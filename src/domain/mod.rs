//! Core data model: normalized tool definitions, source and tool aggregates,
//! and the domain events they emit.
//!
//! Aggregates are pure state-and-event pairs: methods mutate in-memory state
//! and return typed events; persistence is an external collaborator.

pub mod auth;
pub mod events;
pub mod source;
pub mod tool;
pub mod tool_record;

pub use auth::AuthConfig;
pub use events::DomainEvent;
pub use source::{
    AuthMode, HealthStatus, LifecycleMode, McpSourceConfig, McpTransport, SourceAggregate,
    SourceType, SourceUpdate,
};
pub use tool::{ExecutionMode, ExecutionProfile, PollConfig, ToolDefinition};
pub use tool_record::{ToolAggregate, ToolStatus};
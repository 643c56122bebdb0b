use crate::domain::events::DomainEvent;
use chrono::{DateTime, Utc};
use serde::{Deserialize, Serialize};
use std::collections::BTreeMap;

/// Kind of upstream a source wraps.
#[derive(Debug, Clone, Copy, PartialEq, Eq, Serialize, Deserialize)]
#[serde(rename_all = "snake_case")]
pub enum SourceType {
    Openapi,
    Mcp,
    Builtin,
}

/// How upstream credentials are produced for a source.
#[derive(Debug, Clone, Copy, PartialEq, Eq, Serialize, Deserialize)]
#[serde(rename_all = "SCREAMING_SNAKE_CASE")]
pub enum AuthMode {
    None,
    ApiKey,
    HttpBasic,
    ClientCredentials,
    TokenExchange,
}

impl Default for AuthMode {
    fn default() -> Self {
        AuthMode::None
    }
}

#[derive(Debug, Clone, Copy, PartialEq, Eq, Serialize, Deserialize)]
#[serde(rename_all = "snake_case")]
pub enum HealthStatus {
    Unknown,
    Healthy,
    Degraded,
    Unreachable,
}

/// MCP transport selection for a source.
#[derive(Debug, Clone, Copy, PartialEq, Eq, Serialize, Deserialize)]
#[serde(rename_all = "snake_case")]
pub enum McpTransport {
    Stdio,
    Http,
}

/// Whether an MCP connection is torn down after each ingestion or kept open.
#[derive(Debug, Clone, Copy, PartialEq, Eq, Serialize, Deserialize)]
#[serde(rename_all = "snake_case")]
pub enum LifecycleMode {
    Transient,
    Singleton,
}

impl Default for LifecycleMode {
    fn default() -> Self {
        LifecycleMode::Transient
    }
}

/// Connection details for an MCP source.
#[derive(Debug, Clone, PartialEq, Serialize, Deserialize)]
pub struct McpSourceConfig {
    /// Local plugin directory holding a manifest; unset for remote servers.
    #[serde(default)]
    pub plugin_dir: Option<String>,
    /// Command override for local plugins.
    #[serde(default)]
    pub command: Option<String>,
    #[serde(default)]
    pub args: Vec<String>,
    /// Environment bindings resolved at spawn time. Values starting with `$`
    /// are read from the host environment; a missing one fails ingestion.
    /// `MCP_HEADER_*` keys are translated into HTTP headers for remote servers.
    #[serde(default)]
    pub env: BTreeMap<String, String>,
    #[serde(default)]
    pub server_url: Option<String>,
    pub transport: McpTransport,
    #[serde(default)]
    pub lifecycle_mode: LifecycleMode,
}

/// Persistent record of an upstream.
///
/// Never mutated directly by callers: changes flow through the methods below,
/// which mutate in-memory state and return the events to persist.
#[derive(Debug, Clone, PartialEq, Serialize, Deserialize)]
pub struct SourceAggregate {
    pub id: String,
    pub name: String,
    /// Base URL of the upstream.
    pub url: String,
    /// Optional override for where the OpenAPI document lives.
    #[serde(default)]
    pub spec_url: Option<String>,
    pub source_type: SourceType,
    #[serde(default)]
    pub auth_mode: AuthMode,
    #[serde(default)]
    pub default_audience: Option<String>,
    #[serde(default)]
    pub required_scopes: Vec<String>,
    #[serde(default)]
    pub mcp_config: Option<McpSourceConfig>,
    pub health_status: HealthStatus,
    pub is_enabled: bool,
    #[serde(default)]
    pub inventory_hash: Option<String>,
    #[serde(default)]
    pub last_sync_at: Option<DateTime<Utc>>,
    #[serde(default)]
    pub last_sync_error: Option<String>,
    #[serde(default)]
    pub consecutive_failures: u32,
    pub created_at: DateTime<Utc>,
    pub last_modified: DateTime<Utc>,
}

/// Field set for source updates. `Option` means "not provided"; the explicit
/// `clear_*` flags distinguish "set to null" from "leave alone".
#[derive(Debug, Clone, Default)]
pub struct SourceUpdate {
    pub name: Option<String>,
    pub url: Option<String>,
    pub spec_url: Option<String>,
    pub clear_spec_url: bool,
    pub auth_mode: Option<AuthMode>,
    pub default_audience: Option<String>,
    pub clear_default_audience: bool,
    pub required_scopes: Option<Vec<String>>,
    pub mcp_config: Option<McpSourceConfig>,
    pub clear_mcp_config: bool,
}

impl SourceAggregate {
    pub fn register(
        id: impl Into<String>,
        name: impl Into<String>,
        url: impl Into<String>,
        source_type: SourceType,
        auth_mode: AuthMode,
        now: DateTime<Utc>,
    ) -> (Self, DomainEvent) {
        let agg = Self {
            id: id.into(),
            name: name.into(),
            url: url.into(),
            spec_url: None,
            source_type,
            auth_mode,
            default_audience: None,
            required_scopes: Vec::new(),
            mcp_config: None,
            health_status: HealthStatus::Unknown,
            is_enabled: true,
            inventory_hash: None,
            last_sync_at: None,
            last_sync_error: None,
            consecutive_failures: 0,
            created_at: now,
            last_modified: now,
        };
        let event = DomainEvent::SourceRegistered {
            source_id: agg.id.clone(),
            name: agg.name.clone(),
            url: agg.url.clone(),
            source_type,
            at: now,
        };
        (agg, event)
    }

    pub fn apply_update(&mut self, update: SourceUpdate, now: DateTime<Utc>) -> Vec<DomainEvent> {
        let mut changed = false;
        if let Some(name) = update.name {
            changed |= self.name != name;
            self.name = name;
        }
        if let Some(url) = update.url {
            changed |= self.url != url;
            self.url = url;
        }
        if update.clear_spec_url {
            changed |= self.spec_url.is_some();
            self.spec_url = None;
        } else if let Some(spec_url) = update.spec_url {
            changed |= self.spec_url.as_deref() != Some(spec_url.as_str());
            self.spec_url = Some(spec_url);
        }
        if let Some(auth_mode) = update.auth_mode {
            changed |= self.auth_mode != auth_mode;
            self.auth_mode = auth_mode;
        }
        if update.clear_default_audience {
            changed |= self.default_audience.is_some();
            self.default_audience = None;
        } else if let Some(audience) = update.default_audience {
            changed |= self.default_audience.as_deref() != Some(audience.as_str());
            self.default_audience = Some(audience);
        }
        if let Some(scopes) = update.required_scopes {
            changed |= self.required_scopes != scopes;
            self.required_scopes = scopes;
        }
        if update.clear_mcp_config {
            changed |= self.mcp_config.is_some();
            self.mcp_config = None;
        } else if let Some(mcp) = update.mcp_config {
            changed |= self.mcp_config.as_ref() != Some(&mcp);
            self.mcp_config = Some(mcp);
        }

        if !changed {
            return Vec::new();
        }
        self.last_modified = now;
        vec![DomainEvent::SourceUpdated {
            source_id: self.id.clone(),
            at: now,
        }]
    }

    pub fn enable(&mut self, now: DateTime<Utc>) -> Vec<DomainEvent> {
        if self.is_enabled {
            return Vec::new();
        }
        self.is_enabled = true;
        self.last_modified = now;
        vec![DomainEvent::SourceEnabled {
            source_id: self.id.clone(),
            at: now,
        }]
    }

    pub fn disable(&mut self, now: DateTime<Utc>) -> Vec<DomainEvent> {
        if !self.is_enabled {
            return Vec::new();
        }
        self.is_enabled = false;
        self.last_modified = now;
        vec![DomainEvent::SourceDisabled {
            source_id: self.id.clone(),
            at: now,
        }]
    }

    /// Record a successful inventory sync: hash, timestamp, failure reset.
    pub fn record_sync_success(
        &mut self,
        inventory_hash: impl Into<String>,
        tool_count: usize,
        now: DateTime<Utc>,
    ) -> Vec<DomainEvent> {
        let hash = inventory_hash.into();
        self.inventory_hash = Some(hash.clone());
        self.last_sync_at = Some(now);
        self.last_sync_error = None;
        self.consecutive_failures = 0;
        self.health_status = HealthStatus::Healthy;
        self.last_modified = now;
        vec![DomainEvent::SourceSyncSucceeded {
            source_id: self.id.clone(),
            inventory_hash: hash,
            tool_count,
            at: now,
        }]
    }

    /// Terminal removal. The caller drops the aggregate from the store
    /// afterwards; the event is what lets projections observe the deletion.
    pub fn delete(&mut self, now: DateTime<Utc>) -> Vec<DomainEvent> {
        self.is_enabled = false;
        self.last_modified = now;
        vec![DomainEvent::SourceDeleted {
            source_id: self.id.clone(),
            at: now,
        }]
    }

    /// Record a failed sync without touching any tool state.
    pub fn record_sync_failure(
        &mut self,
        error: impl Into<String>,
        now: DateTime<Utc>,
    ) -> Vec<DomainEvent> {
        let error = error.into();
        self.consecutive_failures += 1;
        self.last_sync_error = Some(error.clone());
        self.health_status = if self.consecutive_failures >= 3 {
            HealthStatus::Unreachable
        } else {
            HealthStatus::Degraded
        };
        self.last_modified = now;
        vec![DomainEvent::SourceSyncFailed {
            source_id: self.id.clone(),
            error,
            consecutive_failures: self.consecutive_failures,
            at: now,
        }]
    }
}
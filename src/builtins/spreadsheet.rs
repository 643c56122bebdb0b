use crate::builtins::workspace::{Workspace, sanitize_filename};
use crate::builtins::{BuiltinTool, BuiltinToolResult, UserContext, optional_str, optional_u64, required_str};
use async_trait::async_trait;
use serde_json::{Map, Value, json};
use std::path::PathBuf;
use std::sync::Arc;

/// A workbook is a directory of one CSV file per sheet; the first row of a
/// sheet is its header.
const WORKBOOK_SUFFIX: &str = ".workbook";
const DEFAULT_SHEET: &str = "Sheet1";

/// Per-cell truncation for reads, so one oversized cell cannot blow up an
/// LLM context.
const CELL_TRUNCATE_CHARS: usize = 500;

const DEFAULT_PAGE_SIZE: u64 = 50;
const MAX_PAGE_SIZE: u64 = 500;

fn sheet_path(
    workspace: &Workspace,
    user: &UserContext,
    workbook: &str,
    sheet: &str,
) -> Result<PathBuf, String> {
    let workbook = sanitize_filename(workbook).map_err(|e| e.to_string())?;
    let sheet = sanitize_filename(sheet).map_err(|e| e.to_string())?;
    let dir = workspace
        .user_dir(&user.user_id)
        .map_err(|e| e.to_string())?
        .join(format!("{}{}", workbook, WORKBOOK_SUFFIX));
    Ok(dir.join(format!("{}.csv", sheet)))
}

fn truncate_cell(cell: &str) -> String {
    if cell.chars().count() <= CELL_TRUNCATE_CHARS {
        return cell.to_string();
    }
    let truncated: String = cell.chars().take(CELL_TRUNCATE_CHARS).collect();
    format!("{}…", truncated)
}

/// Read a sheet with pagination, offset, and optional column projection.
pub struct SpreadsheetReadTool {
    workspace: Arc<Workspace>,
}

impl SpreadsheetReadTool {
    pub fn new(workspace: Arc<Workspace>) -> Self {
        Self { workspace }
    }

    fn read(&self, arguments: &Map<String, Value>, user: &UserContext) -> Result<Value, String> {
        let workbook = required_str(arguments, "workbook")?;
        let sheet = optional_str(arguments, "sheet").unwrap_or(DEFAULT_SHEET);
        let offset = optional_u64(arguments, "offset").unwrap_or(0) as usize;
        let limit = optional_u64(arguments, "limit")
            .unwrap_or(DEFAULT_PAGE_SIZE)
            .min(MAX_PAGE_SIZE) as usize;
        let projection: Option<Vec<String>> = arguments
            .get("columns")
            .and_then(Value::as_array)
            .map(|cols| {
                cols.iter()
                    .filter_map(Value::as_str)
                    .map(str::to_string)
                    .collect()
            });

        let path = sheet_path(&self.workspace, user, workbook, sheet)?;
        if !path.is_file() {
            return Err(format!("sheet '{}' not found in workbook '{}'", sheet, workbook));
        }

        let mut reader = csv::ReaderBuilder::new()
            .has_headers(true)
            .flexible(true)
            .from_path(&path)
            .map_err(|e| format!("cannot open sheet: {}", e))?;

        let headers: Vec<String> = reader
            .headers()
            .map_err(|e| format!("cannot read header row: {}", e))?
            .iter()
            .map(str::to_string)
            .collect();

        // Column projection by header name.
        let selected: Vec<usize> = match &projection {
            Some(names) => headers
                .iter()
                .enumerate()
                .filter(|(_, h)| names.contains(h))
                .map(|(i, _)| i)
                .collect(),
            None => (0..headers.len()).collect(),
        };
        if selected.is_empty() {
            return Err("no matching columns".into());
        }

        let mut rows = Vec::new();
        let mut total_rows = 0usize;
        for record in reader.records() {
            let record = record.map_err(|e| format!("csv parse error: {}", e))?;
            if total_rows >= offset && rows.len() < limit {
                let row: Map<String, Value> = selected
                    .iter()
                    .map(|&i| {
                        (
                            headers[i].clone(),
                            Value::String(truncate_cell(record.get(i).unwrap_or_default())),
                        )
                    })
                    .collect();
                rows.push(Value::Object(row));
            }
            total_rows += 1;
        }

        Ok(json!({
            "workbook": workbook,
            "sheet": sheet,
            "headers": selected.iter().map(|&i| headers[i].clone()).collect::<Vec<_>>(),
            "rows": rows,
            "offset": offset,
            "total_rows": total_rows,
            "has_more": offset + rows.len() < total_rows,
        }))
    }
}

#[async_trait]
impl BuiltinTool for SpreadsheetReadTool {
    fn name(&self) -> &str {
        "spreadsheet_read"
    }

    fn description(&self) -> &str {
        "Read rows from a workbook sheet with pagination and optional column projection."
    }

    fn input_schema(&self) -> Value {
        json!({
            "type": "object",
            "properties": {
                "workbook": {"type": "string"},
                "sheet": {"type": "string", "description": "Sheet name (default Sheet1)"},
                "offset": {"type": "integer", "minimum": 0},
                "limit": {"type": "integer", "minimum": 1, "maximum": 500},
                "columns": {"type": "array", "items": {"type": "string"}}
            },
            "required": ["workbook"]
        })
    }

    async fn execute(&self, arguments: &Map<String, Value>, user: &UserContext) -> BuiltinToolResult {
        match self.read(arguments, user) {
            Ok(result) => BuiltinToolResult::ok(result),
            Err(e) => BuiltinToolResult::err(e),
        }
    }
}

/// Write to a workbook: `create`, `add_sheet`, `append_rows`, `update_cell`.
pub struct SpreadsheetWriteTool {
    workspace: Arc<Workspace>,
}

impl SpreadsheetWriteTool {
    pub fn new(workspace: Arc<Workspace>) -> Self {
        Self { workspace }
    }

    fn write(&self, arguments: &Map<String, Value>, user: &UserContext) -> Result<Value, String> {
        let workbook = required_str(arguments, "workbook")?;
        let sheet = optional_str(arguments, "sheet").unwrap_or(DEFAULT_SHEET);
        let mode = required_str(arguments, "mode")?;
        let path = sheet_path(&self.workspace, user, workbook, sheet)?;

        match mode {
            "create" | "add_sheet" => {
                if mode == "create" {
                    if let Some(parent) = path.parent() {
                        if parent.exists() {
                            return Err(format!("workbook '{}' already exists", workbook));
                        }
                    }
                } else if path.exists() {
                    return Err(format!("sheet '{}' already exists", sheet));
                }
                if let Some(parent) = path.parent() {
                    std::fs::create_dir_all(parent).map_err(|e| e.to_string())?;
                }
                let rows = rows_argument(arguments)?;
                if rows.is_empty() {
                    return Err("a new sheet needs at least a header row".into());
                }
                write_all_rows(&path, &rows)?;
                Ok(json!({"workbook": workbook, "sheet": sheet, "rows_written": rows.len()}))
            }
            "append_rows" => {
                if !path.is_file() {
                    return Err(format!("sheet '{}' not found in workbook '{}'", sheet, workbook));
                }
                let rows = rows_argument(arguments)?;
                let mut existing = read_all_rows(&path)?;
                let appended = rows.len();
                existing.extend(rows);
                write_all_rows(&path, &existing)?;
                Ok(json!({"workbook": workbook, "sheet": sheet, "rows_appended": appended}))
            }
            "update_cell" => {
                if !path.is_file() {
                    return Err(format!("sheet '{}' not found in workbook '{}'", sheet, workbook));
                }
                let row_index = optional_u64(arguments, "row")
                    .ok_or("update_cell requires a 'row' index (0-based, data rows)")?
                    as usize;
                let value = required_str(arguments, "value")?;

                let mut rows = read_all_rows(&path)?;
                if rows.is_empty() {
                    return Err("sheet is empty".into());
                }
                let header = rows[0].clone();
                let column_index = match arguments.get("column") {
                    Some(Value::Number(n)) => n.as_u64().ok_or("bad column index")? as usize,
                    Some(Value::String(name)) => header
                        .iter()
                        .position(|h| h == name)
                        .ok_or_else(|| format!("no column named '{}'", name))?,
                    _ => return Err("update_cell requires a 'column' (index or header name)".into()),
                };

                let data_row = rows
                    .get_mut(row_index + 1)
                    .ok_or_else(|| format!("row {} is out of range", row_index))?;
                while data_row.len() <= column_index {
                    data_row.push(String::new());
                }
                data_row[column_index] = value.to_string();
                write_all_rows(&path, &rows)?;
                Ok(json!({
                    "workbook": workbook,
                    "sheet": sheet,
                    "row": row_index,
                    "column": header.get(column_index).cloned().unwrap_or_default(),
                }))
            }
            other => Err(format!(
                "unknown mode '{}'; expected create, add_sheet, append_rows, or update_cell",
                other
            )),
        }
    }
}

| Work order |
Scan the material above for lines holding the string "join" and copy those lines.

| Expected answer |
        .join(format!("{}{}", workbook, WORKBOOK_SUFFIX));
    Ok(dir.join(format!("{}.csv", sheet)))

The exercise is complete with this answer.